SELECT MAX(`table`.`id`)
FROM `table`
WHERE `table`.`name` LIKE %s
GROUP BY `table`.`original_id`;"""

kw = "%" + kw + "%"
cursor.execute(sql, (kw,))

So the db module handles the quotes as Jonathan stated, so no need for
those.  For some reason you need to add the % to the keyword then pass
it as a tuple to the 2nd paramater of the execute function.  Using %
in the actual query does not work, even if you escape it with a double
%%.

Not sure if this is the best way but it seems to work as expected now.
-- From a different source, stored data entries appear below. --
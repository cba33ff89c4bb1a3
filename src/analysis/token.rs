//! Token type produced by the tokenizers.
//!
//! A [`Token`] is one word of a document or query together with its
//! word position and its byte span in the source text. Positions are
//! contiguous (`0, 1, 2, ...`) over the words that survive tokenization, which
//! is what the word map records as hit locations.
//!
//! # Examples
//!
//! ```
//! use docsearch::analysis::token::Token;
//!
//! let token = Token::with_offsets("world", 1, 6, 11);
//! assert_eq!(token.text, "world");
//! assert_eq!(token.position, 1);
//! assert_eq!(token.end_offset - token.start_offset, 5);
//! ```

use std::fmt;

use serde::{Deserialize, Serialize};

/// A single word produced by a tokenizer.
#[derive(Clone, Debug, PartialEq, Eq, Serialize, Deserialize)]
pub struct Token {
    /// The text content of the token, in its original case
    pub text: String,

    /// The position of the token in the token stream (0-based)
    pub position: usize,

    /// The byte offset where this token starts in the original text
    pub start_offset: usize,

    /// The byte offset where this token ends in the original text
    pub end_offset: usize,
}

impl Token {
    /// Create a new token with the given text and position.
    pub fn new<S: Into<String>>(text: S, position: usize) -> Self {
        Token {
            text: text.into(),
            position,
            start_offset: 0,
            end_offset: 0,
        }
    }

    /// Create a new token with text, position, and byte offsets.
    pub fn with_offsets<S: Into<String>>(
        text: S,
        position: usize,
        start_offset: usize,
        end_offset: usize,
    ) -> Self {
        Token {
            text: text.into(),
            position,
            start_offset,
            end_offset,
        }
    }

    /// Get the length of the token text in bytes.
    pub fn len(&self) -> usize {
        self.text.len()
    }

    /// Check if the token is empty.
    pub fn is_empty(&self) -> bool {
        self.text.is_empty()
    }

    /// Consume the token, keeping only its text.
    pub fn into_text(self) -> String {
        self.text
    }
}

impl fmt::Display for Token {
    fn fmt(&self, f: &mut fmt::Formatter<'_>) -> fmt::Result {
        write!(f, "{}", self.text)
    }
}

/// A token stream is a boxed iterator of tokens in position order.
pub type TokenStream = Box<dyn Iterator<Item = Token>>;

#[cfg(test)]
mod tests {
    use super::*;

    #[test]
    fn test_token_creation() {
        let token = Token::new("hello", 0);
        assert_eq!(token.text, "hello");
        assert_eq!(token.position, 0);
        assert_eq!(token.start_offset, 0);
        assert_eq!(token.end_offset, 0);
        assert_eq!(token.len(), 5);
        assert!(!token.is_empty());
    }

    #[test]
    fn test_token_display() {
        let token = Token::new("Hello", 3);
        assert_eq!(format!("{token}"), "Hello");
        assert_eq!(token.into_text(), "Hello");
    }
}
On Apr 15, 2:03 pm, AJ <[EMAIL PROTECTED]> wrote:
> I read the related article, but i'm still having trouble with a few
> items.  The first is that it seems like I have to  pass the string
> into execute and can't store it in a variable.
>
> I tried this:
>
> kw = 'test'
>
> sql = """
> SELECT MAX(`table`.`id`)
> FROM `table`
> WHERE `table`.`name` LIKE %s
> GROUP BY `table`.`original_id`;"""
>
> cursor.execute(sql, [kw])
>
> and I get the error "Not all arguments converted during string
> formatting"
>
> I'd rather do it that way so that I can read the query better.  This
> works however:
>
> cursor.execute("SELECT MAX(`table`.`id`) FROM `table` WHERE
> `table`.`name` LIKE %s GROUP BY `table`.`original_id`;", [kw])
>
> The 2nd issue comes from not knowing how to do a query with like this:
>
> `some`.`field` like '%est%';
>
> I try this:
>
> cursor.execute("SELECT MAX(`table`.`id`) FROM `table` WHERE
> `table`.`name` LIKE '%%%s%%' GROUP BY `table`.`original_id`;", [kw])
>
> And I get a sql error, it looks like there are quotes going on the
> inside of the %'s:
>
> You have an error in your SQL syntax; check the manual that
> corresponds to your MySQL server version for the right syntax to use
> near '%'test'% GROUP BY...
>
> On Apr 15, 12:02 pm, Jonathan Ballet <[EMAIL PROTECTED]> wrote:
>
> > AJ wrote:
>
> > [...]> sql = """
> > > SELECT MAX(`table`.`id`)
> > > FROM `table`
> > > WHERE `table`.`name` LIKE '%(kw)s'
> > > GROUP BY `table`.`original_id`;"""
>
> > > sql = sql % {'kw' : '%%' + query + '%%'}
> > > cursor.execute(sql)
>
> > [...]
>
> > This is the wrong way to do this, and your problem explains why.
>
> > Take a look at [1] ; you were right, the db module handles those things for 
> > you.
> > Typically, you use "%s" in your query where you want to put an external 
> > value, you give a list of
> > values to the "execute" method and the database's backend will correctly 
> > handle the value's
> > quotation for you.
>
> > In addition to protect you from SQL injections, it will give you more 
> > portability between different
> > databases (since they don't handle quotations the same way).
>
> >   - Jonathan
>
> > [1] 
> > :http://www.djangoproject.com/documentation/model-api/#executing-custo...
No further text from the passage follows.